Search each line below for the word "rotating" and list those that contain it.

Items from a data source
--------------------

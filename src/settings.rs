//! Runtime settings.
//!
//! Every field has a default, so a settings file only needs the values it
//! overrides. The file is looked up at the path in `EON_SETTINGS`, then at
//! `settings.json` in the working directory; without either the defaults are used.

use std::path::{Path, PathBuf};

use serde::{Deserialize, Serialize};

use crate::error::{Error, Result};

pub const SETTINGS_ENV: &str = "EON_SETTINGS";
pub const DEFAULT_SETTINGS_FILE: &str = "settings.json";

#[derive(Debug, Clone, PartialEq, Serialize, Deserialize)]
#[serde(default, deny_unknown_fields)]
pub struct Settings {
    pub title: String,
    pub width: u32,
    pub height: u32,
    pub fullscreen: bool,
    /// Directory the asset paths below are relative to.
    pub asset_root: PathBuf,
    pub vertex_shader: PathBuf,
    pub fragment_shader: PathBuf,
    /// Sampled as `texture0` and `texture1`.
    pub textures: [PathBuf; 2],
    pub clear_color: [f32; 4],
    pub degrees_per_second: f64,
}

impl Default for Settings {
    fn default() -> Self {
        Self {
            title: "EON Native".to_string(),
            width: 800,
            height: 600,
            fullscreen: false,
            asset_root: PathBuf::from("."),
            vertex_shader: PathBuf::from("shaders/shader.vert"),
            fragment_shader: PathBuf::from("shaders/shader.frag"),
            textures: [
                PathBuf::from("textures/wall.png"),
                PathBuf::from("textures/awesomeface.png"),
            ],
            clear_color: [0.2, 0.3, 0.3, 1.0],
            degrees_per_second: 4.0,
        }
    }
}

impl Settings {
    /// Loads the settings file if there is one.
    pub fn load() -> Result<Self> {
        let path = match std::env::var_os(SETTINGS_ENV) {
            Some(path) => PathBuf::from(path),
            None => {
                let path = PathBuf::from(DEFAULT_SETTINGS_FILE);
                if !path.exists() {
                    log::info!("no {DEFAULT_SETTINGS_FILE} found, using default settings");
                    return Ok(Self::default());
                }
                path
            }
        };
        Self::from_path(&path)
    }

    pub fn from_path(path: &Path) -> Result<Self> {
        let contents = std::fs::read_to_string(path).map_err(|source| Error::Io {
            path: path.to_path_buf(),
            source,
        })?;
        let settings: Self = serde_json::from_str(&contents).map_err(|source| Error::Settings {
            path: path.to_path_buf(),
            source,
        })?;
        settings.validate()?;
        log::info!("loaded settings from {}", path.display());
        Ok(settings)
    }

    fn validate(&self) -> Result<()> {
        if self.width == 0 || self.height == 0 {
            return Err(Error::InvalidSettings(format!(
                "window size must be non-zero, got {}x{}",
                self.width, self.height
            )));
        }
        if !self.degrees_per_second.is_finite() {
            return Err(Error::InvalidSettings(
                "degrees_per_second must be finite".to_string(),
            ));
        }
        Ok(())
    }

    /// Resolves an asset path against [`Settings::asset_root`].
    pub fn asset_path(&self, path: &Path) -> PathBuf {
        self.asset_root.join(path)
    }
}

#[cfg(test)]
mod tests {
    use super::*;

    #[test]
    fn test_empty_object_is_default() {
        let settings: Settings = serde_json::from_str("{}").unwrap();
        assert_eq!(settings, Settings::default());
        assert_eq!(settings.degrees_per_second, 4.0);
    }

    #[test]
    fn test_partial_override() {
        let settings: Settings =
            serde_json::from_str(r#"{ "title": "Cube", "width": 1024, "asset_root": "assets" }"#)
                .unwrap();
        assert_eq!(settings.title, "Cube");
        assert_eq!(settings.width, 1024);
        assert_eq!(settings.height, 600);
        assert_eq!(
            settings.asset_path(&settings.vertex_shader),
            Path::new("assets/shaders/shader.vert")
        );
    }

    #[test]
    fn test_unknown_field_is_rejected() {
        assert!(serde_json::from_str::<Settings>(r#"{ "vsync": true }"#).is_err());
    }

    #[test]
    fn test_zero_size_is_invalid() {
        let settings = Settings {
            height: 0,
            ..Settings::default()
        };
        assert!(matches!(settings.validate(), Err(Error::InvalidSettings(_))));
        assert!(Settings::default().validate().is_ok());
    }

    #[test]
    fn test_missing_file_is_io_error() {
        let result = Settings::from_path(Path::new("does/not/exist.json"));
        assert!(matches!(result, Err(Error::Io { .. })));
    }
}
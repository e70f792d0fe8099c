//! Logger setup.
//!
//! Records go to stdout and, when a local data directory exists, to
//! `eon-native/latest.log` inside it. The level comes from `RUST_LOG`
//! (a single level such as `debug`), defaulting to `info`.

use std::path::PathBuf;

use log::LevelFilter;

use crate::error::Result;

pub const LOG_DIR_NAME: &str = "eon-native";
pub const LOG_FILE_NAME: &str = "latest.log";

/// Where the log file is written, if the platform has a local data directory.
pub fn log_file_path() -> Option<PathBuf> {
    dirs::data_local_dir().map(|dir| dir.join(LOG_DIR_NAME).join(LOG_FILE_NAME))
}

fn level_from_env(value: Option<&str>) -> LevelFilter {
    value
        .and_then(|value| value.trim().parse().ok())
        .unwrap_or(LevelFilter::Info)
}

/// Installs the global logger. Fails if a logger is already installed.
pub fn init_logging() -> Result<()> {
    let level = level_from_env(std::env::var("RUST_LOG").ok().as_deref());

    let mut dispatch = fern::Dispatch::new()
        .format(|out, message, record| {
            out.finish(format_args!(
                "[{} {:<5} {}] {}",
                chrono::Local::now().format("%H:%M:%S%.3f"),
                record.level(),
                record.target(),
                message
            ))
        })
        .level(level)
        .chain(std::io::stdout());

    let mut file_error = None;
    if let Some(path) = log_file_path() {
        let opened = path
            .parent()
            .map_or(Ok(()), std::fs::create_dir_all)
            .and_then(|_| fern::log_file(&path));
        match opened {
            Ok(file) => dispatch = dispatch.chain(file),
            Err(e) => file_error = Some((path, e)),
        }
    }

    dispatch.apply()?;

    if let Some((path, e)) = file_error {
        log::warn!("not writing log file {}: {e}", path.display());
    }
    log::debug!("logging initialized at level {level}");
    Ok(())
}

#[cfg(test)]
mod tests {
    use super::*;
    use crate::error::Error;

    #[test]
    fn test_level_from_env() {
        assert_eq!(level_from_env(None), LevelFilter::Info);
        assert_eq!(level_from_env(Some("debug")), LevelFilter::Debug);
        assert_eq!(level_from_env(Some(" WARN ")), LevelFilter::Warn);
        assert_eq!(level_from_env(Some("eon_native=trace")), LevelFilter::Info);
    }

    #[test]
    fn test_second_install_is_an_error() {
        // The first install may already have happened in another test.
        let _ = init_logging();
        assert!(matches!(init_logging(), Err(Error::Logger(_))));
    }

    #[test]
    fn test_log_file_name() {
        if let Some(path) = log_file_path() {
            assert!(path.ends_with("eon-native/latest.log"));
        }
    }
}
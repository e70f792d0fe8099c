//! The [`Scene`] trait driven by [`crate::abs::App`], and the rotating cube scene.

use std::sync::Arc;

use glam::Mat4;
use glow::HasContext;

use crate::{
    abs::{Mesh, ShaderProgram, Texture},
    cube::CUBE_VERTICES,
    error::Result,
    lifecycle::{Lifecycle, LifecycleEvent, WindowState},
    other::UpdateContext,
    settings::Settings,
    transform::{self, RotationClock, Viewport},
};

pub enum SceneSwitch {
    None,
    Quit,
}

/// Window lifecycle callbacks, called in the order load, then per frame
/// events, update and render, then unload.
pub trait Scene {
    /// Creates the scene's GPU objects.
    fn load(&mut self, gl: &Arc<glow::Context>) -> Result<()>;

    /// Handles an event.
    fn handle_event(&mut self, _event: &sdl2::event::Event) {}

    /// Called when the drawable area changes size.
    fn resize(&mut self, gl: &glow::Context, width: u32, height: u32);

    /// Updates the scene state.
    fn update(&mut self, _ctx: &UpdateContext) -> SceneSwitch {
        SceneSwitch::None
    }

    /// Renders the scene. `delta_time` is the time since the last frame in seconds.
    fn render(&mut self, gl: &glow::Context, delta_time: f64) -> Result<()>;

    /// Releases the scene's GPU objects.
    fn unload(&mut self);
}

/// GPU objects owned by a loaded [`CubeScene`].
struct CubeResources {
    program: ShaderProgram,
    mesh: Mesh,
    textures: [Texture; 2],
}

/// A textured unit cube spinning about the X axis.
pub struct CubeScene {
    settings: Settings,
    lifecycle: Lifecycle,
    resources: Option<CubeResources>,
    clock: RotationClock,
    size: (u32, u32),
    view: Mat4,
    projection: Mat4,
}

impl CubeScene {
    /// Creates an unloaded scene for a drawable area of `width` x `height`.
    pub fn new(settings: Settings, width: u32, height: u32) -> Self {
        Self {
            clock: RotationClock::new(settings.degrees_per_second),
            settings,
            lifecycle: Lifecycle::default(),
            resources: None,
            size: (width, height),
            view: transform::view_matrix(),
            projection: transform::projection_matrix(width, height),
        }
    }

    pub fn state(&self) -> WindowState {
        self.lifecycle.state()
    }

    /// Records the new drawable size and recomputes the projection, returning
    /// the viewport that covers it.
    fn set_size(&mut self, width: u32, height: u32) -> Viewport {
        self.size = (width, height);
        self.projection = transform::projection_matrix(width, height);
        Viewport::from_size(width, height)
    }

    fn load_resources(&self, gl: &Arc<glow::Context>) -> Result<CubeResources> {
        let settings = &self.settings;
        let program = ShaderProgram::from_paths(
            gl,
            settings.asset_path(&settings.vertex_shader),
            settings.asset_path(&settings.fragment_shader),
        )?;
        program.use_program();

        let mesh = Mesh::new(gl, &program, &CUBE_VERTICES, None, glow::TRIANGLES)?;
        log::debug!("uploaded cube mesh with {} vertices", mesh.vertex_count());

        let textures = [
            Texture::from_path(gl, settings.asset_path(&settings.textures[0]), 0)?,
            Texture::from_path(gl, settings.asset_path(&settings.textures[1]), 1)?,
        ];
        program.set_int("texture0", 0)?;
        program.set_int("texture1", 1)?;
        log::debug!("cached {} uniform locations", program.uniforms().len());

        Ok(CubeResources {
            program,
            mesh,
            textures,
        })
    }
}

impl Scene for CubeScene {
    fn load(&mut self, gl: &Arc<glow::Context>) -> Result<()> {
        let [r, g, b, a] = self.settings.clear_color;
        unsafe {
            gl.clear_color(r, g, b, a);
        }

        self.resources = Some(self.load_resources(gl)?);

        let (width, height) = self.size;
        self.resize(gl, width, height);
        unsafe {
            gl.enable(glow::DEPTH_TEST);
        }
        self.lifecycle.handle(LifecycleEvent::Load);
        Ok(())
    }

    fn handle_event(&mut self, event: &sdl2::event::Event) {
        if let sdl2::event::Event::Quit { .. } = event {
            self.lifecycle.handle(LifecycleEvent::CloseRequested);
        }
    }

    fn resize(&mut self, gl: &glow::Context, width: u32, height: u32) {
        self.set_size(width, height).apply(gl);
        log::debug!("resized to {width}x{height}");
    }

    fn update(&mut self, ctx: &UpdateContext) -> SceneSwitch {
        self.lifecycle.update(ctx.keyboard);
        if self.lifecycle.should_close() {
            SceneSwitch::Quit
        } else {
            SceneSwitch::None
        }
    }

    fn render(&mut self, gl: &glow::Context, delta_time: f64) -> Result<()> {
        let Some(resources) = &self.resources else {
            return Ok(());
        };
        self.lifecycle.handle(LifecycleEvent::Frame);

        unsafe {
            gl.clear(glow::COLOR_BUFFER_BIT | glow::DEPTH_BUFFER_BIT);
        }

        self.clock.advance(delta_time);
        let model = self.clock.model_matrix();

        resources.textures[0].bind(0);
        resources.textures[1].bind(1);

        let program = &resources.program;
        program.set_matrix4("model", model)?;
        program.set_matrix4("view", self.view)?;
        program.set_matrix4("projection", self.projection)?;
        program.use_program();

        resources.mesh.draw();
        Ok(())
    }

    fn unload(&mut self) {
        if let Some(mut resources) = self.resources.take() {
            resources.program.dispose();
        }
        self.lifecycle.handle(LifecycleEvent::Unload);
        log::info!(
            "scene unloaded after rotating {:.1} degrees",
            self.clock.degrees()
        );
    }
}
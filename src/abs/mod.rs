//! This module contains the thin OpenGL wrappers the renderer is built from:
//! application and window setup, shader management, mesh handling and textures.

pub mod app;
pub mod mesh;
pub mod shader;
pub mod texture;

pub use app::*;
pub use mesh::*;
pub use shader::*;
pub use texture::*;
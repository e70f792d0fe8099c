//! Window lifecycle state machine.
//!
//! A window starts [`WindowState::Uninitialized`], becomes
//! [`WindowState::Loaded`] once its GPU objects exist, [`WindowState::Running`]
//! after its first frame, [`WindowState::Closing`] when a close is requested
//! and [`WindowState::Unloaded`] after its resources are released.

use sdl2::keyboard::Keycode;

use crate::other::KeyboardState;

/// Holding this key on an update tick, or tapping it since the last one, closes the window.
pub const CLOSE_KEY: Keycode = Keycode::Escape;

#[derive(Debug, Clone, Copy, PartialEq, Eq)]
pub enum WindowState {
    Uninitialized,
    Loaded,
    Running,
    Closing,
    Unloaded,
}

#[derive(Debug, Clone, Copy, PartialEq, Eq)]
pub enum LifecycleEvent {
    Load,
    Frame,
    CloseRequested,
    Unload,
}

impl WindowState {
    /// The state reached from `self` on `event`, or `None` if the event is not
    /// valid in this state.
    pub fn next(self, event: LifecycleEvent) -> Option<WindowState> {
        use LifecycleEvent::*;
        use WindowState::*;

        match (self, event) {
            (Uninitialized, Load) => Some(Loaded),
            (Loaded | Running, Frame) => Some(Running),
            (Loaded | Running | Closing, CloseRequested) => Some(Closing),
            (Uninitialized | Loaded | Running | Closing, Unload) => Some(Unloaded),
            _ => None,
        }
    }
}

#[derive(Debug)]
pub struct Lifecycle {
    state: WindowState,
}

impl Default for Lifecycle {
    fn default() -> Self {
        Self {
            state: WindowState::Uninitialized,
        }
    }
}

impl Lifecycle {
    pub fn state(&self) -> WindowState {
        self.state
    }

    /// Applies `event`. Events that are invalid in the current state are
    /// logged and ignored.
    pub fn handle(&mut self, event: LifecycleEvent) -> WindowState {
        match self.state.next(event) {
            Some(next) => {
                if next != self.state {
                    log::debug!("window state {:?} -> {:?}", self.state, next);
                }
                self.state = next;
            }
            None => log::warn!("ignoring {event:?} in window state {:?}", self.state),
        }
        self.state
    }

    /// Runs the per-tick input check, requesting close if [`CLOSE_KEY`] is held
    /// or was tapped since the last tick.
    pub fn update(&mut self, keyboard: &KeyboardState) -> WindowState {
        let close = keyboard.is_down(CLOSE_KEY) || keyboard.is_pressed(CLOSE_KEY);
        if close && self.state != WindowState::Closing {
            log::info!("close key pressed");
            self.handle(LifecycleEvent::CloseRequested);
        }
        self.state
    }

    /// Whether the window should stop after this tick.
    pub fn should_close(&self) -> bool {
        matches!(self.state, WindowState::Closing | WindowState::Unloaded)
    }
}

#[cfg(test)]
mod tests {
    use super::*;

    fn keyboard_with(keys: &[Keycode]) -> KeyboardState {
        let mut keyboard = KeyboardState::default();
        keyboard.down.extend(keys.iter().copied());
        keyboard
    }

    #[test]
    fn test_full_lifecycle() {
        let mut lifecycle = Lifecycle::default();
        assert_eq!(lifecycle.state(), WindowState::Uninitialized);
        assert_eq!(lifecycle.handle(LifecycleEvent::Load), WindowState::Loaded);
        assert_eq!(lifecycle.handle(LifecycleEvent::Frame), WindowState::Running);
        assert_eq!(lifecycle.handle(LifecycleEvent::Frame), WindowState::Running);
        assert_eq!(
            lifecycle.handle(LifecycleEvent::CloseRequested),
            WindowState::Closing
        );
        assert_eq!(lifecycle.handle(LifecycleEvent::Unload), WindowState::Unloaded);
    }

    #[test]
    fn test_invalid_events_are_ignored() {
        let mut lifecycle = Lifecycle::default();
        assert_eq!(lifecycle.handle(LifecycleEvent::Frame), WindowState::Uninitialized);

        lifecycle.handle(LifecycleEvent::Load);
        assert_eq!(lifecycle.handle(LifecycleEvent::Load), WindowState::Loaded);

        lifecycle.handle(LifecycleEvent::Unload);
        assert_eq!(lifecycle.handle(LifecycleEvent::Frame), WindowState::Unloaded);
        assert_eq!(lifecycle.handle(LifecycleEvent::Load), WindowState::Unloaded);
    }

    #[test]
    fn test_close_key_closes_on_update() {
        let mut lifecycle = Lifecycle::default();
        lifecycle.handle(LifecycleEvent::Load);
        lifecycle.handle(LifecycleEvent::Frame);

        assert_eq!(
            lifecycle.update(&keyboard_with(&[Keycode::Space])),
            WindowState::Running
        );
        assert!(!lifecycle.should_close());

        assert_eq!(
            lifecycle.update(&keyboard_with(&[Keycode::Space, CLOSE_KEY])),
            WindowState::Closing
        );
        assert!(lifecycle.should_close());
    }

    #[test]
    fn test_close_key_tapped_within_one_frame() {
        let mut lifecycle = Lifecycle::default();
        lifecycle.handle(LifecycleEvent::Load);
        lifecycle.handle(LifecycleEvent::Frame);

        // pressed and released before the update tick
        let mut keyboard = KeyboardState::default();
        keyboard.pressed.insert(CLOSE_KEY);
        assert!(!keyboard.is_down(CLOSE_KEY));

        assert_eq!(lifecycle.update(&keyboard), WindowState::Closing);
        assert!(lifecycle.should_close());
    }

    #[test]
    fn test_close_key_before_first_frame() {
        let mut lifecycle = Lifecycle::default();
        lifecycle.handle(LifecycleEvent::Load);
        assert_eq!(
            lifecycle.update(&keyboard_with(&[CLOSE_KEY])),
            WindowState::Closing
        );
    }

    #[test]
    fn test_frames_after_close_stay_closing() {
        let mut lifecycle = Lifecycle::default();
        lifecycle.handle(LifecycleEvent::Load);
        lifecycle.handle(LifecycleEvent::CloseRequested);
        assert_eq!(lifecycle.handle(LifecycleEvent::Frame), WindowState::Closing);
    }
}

--------------------

> [Solution for this exercise]
//! The [`Scene`] trait driven by [`crate::abs::App`], and the rotating cube scene.
            "scene unloaded after rotating {:.1} degrees",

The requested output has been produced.